TO DO:
Among the entries below, find the line with "parsing, the run", then quote it and each following line up to and including the line with "pub mod venv;", and nothing else.

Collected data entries
....................
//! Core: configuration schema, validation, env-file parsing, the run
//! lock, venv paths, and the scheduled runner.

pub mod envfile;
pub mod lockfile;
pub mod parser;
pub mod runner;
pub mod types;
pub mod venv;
....................
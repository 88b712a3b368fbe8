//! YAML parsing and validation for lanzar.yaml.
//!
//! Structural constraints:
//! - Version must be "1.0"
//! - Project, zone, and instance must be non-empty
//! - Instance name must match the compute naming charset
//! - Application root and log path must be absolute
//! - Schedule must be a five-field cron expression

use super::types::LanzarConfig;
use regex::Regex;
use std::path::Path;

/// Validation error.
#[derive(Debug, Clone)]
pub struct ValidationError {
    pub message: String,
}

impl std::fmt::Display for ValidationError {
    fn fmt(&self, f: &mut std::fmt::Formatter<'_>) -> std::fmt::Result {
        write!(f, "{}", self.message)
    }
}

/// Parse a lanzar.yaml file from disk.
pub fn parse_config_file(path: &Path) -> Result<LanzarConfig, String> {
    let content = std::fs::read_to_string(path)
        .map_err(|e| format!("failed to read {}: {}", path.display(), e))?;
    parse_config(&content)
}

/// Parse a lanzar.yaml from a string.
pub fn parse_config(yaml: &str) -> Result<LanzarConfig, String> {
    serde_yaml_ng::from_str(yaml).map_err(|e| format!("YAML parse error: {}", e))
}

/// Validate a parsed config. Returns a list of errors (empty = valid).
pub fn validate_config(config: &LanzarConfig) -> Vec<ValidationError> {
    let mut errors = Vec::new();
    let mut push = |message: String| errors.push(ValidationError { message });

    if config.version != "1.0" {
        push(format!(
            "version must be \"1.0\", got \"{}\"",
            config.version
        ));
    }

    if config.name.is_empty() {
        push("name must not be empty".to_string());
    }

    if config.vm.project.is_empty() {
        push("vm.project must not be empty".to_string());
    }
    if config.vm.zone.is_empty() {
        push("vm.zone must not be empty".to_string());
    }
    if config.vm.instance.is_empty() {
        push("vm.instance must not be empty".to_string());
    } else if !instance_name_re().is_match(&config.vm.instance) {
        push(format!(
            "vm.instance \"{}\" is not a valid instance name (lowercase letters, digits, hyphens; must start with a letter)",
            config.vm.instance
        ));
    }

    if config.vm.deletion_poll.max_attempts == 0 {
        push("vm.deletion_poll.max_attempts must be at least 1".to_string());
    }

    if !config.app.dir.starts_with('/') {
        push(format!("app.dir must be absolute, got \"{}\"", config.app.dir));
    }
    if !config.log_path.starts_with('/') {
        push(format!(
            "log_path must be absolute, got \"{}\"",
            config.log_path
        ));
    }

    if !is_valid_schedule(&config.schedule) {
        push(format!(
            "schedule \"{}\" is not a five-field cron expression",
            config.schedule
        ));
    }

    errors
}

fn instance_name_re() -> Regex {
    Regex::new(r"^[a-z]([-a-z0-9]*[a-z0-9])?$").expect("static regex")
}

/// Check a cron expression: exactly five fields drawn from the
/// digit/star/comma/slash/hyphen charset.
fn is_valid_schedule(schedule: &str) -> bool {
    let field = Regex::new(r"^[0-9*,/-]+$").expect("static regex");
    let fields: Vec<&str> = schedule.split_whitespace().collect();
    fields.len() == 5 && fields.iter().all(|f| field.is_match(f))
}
....................
RESPONSE TO THE TASK:
//! Core: configuration schema, validation, env-file parsing, the run
//! lock, venv paths, and the scheduled runner.

pub mod envfile;
pub mod lockfile;
pub mod parser;
pub mod runner;
pub mod types;
pub mod venv;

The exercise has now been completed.